Ceux qui jouent prendront le trainAnalyse

Ceux qui jouent prendront le train

Dans The Final Station, après une catastrophe nommée « First Visitation », l’humanité n’est pas en grande forme et des créatures sombres commencent à hanter tunnels et ruelles, attaquant tout ce qui entre dans leur champ de vision. Zombies qui s’ignorent, ces monstres obligent le gouvernement à prendre des mesures exceptionnelles, l’une d’elles étant de confier une mission unique à un pauvre conducteur de train. Quand on en vient à faire confiance à la SNCF c’est effectivement que la fin du monde est proche.

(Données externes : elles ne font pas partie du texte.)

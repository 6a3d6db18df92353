use memoir_api::UserService;
use memoir_config::Config;

use sqlx::SqlitePool;

/// Shared state for the HTTP surface. Handlers construct a [`UserService`]
/// per request, the same way a maintenance command constructs one per
/// invocation.
#[derive(Clone)]
pub struct AppState {
    pub pool: SqlitePool,
    pub config: Config,
}

impl AppState {
    pub fn user_service(&self) -> UserService {
        UserService::new(self.config.clone(), self.pool.clone())
    }
}
use axum::{
    Json,
    http::StatusCode,
    response::{IntoResponse, Response},
};

use serde_json::json;

/// GET /healthz - basic health status
pub async fn healthz() -> Response {
    let health = json!({
        "status": "healthy",
        "version": env!("CARGO_PKG_VERSION"),
        "timestamp": chrono::Utc::now().to_rfc3339(),
    });

    (StatusCode::OK, Json(health)).into_response()
}
//! Integration tests for the sign-in endpoint
mod common;

use crate::common::{create_test_state, register_user};

use axum::{
    body::Body,
    http::{Request, StatusCode},
};
use http_body_util::BodyExt;
use tower::ServiceExt;

use memoir_server::build_router;

fn sign_in_request(username: &str, password: &str) -> Request<Body> {
    Request::builder()
        .method("POST")
        .uri("/api/v1/auth/sign-in")
        .header("content-type", "application/json")
        .body(Body::from(
            serde_json::json!({ "username": username, "password": password }).to_string(),
        ))
        .unwrap()
}

#[tokio::test]
async fn test_sign_in_success_returns_user_and_token() {
    let state = create_test_state().await;
    register_user(&state, "alice", "newpass123").await;
    let app = build_router(state);

    let response = app
        .oneshot(sign_in_request("alice", "newpass123"))
        .await
        .unwrap();

    assert_eq!(response.status(), StatusCode::OK);

    let body = response.into_body().collect().await.unwrap().to_bytes();
    let json: serde_json::Value = serde_json::from_slice(&body).unwrap();

    assert_eq!(json["user"]["username"], "alice");
    assert!(!json["access_token"].as_str().unwrap().is_empty());
    // The hash must never appear in a response
    assert!(json["user"].get("password_hash").is_none());
}

#[tokio::test]
async fn test_sign_in_wrong_password_returns_unauthorized() {
    let state = create_test_state().await;
    register_user(&state, "alice", "newpass123").await;
    let app = build_router(state);

    let response = app.oneshot(sign_in_request("alice", "wrong")).await.unwrap();

    assert_eq!(response.status(), StatusCode::UNAUTHORIZED);

    let body = response.into_body().collect().await.unwrap().to_bytes();
    let json: serde_json::Value = serde_json::from_slice(&body).unwrap();

    assert_eq!(json["error"]["code"], "UNAUTHORIZED");
}

#[tokio::test]
async fn test_sign_in_unknown_user_returns_unauthorized() {
    let state = create_test_state().await;
    let app = build_router(state);

    let response = app
        .oneshot(sign_in_request("nobody", "newpass123"))
        .await
        .unwrap();

    assert_eq!(response.status(), StatusCode::UNAUTHORIZED);
}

Entre le Transperceneige, Le Dernier Train pour Busan et ce Final Station, les voies ferrées opèrent un retour à la mode dans le post-apo, ou tout du moins dans l’apo qui se déroule, remarqué. Le fait de centraliser l’action d’un récit dans un train n’est en revanche pas nouveau et limité à ce contexte, ne serait-ce que dès les années 30 avec le roman « Le Crime de l’Orient Express » d’Agatha Christie ou avec une belle série de films allant des confidentiels The Cassandra Crossing et Europa en passant par le plus réputé Train de Vie. Outre une possible fascination de ces artistes pour le train en tant qu’objet de désir oblong, le fait de se servir d’un train permet avant tout de créer un huis-clos efficace. La raison veut qu’un avion, un bateau ou une maison puissent faire aussi l’affaire, mais le train a l’avantage de posséder le pouvoir signifiant des wagons, autant d’un point de vue métaphorique que de celui du game-design. Dans la BD de Jacques Lob et Jean-Marc Rochette, la partie arrière du Transperceneige regroupe les pauvres, les parias, exclus de l’avant du convoi, réservé lui aux nantis et aristocrates qui imposent leur loi en vase-clos. Un environnement malade dans tout son spectre, déformation d’une société dans son plus abrupt fonctionnement. Chaque wagon est donc perçu comme une strate fonctionnelle à traverser permettant d’accumuler assez de connaissances sur la situation pour se former un jugement.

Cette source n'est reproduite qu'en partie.